The Science Behind Simulations: Injecting New Possibilities into the Medical Field
A young nurse, no older than 25, extends her trembling hand - ready to inject you with a needle. You squirm away, not comforted by the fact that the first person she is performing this procedure on is you. Although this may sound like an unlikely scenario from a nightmare, many medical students complete their initial trials, like injections, on living humans. While medical simulators exist on the market, many are outrageously expensive and do not accurately mirror the anatomical and physiological characteristics of humans. A team of bioengineering undergraduates is currently working to redesign medical simulators, and ultimately improve the care given to future patients.
The Creative Inquiry team, under the guidance of Dr. Delphine Dean, is attempting to radically change the world of medical simulators. The group's undertakings include reverse engineering of existing models to determine current problems, as well as creating new devices and improving older ones through the addition of new technology. The team is looking to build simulators that are more accurate at mimicking the responses of the human body, while remaining inexpensive and user friendly.
Many procedures performed on humans are risky and can cause various complications. By using these simulators, caregivers will be able to practice medical techniques in a low stress environment. This removes many dangers that trial patients face today.
The team is currently focusing on the central venous catheterization (CVC) simulator. During a CVC, drugs are inserted into a person's heart using a catheter tube that enters one of the large veins in the neck. According to an article from the New England Journal of Medicine, physicians perform more than 5 million CVC procedures in America every year.
Of these, more than 15% result in complications that cost as much as a combined $2.17 billion per year.
This Creative Inquiry team has designed a CVC simulator that includes a rotatable head, a platform, and a puncture pad that resembles flesh and includes all of the correct bones and vasculature. This new technology will help physicians improve their techniques in a low risk environment. The doctors aren't the only ones that are learning something new. Basic teamwork was essential amongst the undergraduates on this project in order to accomplish their goals. Many top students are able to handle entire group assignments on their own, without delegating tasks to other members. However, with a project this size, students needed to learn each other's strengths and rely on their teammates to follow through with every task. Eventually, this led to a delicate balance of trust and hard work, important skills that every college student should learn before graduating.
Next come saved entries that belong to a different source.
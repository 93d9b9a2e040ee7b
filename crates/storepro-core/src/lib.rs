//! # storepro-core: Pure Business Logic for StorePro
//!
//! This crate is the heart of the StorePro terminal. It contains the sale
//! transaction and settlement engine as pure functions and value types with
//! zero I/O dependencies.
//!
//! ## Architecture Position
//! ```text
//! ┌─────────────────────────────────────────────────────────────────────┐
//! │                     StorePro Architecture                           │
//! │                                                                     │
//! │  ┌───────────────────────────────────────────────────────────────┐ │
//! │  │              storepro-terminal (session engine)               │ │
//! │  │   add_item ──► begin_payment ──► commit ──► print ──► EOD     │ │
//! │  └─────────────────────────────┬─────────────────────────────────┘ │
//! │                                │                                    │
//! │  ┌─────────────────────────────▼─────────────────────────────────┐ │
//! │  │              ★ storepro-core (THIS CRATE) ★                   │ │
//! │  │                                                               │ │
//! │  │  ┌───────┐ ┌──────┐ ┌─────────┐ ┌─────────┐ ┌─────┐          │ │
//! │  │  │ money │ │ cart │ │ payment │ │ receipt │ │ eod │          │ │
//! │  │  └───────┘ └──────┘ └─────────┘ └─────────┘ └─────┘          │ │
//! │  │                                                               │ │
//! │  │   NO I/O • NO DATABASE • NO NETWORK • PURE FUNCTIONS          │ │
//! │  └─────────────────────────────┬─────────────────────────────────┘ │
//! │                                │                                    │
//! │  ┌─────────────────────────────▼─────────────────────────────────┐ │
//! │  │              storepro-db (SQLite persistence)                 │ │
//! │  └───────────────────────────────────────────────────────────────┘ │
//! └─────────────────────────────────────────────────────────────────────┘
//! ```
//!
//! ## Modules
//!
//! - [`types`] - Domain types (Product, Sale, SaleItem, Settlement, ...)
//! - [`money`] - Money type with integer arithmetic (no floating point!)
//! - [`cart`] - The in-progress sale: line items, multiplier, derived totals
//! - [`payment`] - Tender capture state machine producing a Settlement
//! - [`receipt`] - Fixed-width receipt formatting for a committed sale
//! - [`eod`] - End-of-day aggregation and report rendering
//! - [`layout`] - Shared fixed-width text helpers (receipt + EOD)
//! - [`error`] - Domain error types
//!
//! ## Design Principles
//!
//! 1. **Pure Functions**: same cart, same totals; same sale, same receipt
//! 2. **No I/O**: database, network, printer access is FORBIDDEN here
//! 3. **Integer Money**: all monetary values are cents (i64), rounded ONCE
//!    at the display/commit boundary, never per intermediate step
//! 4. **Explicit Errors**: all errors are typed, never strings or panics

// =============================================================================
// Module Declarations
// =============================================================================

pub mod cart;
pub mod eod;
pub mod error;
pub mod layout;
pub mod money;
pub mod payment;
pub mod receipt;
pub mod types;

// =============================================================================
// Re-exports for Convenience
// =============================================================================
// These allow users to do `use storepro_core::Money` instead of
// `use storepro_core::money::Money`

pub use cart::{Cart, LineItem};
pub use error::{CoreError, CoreResult};
pub use eod::{render as render_eod, summarize, EodSummary, ProductTotal};
pub use money::{Money, TaxAccumulator};
pub use payment::{PaymentWorkflow, WorkflowPhase};
pub use receipt::ReceiptConfig;
pub use types::*;

// =============================================================================
// Crate-Level Constants
// =============================================================================

/// Maximum distinct line items allowed in a single cart.
///
/// ## Business Reason
/// Prevents runaway carts and ensures reasonable transaction sizes.
pub const MAX_CART_ITEMS: usize = 100;

/// Maximum quantity of a single line item.
///
/// ## Business Reason
/// Prevents accidental over-ordering (e.g., typing 1000 instead of 10).
pub const MAX_ITEM_QUANTITY: i64 = 999;

/// Width of the zero-padded order number printed on receipts.
/// `42` becomes `000000042`.
pub const ORDER_NUMBER_WIDTH: usize = 9;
A junior undergraduate student on the team, Nadine Luedicke, explained that, "Being a part of a CI is a hands-on educational experience completely different than any class room experience. Learning is fast paced, individual, and not restricted."
In addition to creating medical simulators, the team was able to experience entrepreneurship first-hand as they developed their own business and applied for a patent on their project. Molly Townsend, a senior student on the team, stated, "This has given me a leg-up on the rest of my competitors when I graduate, understanding not only the engineering aspects of a problem, but also the business, legal, and financial aspects." This Creative Inquiry provided a way for students to step outside of their typical boundaries and delve into other areas of study.
Luedicke noted, "I have been pleasantly surprised that along the way I have learned so much about networking, business plans, finding donors, and the intellectual property process."
The team has been presenting their work at career and entrepreneurship conferences over the past few years. In December 2010 they were awarded $200 at the SCLaunchPad competition. They also placed 3rd for their poster at the SouthEast Biomedical Engineering Career Conference in Fall 2010.
Finally, in July 2011, they submitted a provisional patent for the final project design. The team was able to unite over these achievements, as well as develop a sense of pride and attachment to their project. When discussing her experiences at the conferences, Luedicke stated, "Suddenly the project was no longer just boring lab work, but a living entity that needed to be protected, promoted, and modified to grow successfully."
Through this Creative Inquiry project, the students have learned in-depth bioengineering techniques, developed fundamental teamwork abilities, and broadened their skills into entrepreneurship. Townsend captured the team's spirit best by saying, "When I graduate in the spring, I will have two patents, a paper, and a company under my belt. How many undergraduates can boast the same?"